- WORK ITEM -
In the material below, find each line holding the string "root" and copy it.

- DATA LISTING -

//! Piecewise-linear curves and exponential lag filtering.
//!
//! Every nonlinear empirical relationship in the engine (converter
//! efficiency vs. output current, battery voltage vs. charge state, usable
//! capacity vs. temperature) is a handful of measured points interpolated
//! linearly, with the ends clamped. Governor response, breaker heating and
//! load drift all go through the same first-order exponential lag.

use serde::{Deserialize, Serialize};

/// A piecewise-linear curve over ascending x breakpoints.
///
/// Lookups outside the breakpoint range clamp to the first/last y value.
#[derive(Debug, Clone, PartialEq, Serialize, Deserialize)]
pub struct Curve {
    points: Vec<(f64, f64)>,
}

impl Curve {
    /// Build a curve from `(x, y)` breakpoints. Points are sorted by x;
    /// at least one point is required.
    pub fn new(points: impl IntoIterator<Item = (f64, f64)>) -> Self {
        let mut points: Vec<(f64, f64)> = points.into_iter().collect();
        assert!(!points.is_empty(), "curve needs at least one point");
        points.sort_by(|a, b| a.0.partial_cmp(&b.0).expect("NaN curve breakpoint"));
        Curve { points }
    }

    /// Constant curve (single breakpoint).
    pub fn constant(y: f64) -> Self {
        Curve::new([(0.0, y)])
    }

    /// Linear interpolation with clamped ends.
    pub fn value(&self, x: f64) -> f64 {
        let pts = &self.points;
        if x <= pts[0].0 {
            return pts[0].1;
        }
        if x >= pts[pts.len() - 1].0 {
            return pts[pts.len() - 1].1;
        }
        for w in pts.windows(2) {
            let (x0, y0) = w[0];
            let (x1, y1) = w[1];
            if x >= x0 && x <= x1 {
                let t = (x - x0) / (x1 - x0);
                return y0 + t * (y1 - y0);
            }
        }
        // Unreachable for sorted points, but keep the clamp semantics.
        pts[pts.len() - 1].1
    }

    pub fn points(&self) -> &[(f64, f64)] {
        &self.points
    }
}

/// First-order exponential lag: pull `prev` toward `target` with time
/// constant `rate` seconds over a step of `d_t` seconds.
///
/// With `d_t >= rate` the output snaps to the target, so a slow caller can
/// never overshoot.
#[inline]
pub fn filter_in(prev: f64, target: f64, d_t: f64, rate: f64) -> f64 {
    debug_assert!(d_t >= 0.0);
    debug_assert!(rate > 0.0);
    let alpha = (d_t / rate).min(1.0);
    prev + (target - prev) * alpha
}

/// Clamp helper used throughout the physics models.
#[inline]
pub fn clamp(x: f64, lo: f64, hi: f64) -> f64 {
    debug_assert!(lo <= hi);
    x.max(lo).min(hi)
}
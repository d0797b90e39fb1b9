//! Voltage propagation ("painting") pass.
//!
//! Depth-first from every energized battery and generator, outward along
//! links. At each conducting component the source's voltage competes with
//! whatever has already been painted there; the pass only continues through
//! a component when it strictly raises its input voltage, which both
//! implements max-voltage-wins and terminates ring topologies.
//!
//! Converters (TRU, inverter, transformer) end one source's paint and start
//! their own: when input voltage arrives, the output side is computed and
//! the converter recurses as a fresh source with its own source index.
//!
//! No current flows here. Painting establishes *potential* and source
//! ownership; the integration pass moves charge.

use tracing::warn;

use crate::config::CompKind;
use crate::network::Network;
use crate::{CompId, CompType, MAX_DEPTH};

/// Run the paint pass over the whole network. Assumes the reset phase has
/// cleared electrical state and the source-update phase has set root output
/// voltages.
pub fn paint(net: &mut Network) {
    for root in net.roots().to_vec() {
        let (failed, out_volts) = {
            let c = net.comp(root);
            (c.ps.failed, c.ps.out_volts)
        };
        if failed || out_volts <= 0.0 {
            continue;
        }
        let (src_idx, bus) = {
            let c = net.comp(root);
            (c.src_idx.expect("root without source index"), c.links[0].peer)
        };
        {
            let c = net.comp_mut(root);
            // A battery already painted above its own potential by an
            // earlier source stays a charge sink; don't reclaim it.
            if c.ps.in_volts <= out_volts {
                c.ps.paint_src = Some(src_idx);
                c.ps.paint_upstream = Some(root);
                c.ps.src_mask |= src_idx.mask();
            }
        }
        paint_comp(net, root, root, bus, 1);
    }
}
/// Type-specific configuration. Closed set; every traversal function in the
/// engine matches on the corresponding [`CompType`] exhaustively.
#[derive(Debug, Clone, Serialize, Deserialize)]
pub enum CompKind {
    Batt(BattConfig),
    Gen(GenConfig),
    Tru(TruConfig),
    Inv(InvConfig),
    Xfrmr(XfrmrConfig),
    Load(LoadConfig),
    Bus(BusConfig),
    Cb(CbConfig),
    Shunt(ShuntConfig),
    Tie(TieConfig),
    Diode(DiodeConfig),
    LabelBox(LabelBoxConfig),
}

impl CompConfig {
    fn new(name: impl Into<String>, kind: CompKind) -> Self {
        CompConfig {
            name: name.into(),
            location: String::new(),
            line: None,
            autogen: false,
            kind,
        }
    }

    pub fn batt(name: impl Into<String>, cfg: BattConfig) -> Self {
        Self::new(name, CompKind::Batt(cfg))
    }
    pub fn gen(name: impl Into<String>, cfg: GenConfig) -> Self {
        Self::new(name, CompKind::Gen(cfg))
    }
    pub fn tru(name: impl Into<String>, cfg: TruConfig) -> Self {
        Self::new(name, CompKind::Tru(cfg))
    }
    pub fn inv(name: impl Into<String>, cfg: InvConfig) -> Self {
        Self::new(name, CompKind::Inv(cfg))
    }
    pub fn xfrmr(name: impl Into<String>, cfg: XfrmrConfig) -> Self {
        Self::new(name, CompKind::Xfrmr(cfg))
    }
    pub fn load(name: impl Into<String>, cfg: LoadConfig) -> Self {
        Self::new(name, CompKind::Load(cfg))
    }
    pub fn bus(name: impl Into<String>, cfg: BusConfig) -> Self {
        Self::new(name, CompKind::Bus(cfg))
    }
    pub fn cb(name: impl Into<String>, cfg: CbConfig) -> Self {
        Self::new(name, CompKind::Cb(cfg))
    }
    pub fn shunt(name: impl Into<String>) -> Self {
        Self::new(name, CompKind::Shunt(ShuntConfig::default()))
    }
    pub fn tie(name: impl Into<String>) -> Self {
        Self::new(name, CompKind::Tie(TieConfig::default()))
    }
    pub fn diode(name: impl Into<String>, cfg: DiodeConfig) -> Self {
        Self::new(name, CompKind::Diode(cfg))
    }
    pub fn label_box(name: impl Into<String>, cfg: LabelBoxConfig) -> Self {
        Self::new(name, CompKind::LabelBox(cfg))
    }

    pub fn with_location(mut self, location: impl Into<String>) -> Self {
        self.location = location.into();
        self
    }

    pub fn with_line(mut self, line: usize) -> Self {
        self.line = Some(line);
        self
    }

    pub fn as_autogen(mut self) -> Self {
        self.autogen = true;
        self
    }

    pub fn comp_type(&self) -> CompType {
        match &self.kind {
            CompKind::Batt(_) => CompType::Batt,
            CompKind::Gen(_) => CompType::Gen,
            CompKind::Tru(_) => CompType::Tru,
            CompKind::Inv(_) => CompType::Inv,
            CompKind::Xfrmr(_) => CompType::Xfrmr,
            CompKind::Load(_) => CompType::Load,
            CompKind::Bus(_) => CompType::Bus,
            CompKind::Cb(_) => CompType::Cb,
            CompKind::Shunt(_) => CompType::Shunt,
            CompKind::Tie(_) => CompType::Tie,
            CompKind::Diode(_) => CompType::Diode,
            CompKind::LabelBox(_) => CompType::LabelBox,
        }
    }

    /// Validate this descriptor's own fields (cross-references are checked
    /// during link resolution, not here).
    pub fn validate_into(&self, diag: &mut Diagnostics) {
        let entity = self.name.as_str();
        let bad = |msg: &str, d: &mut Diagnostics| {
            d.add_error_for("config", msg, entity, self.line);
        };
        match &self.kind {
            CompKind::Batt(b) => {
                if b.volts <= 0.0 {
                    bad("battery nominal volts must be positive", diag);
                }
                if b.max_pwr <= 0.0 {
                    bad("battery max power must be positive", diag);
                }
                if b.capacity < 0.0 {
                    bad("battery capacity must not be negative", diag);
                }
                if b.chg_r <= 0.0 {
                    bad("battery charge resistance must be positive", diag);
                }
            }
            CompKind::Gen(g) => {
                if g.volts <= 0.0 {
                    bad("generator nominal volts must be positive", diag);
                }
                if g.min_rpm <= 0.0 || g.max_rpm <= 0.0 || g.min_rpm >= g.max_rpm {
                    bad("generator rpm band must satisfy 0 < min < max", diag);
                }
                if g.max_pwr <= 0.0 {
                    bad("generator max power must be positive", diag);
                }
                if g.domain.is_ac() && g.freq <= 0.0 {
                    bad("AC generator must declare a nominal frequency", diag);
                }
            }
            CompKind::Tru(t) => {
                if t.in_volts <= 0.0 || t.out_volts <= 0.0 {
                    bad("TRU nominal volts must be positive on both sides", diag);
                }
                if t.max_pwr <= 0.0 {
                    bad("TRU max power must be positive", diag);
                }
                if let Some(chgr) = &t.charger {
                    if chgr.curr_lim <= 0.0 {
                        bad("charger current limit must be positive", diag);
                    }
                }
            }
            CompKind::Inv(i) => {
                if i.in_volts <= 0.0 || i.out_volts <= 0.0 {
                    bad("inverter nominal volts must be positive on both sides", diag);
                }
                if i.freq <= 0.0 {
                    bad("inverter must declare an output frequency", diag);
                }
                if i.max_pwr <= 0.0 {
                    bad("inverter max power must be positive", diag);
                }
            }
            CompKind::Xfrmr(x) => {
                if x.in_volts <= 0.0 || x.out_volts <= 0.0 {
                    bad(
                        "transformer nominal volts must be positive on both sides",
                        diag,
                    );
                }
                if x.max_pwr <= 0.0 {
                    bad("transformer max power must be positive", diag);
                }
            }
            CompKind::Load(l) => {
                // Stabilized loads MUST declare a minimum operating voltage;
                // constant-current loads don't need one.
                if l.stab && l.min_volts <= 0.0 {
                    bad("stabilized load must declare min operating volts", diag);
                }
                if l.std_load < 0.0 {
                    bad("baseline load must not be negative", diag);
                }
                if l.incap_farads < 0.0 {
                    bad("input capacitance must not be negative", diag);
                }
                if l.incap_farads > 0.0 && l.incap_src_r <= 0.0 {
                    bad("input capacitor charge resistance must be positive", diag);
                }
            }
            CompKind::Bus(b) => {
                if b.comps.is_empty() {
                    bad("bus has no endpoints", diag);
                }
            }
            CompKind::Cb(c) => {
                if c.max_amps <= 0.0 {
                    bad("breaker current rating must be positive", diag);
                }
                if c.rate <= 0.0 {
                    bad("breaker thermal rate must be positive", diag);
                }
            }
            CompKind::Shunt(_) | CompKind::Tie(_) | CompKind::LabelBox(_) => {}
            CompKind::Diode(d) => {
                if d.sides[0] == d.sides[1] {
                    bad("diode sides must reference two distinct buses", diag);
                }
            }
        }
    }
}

- EXERCISE OUTPUT -
/// cleared electrical state and the source-update phase has set root output
    for root in net.roots().to_vec() {
            let c = net.comp(root);
            let c = net.comp(root);
            (c.src_idx.expect("root without source index"), c.links[0].peer)
            let c = net.comp_mut(root);
                c.ps.paint_upstream = Some(root);
        paint_comp(net, root, root, bus, 1);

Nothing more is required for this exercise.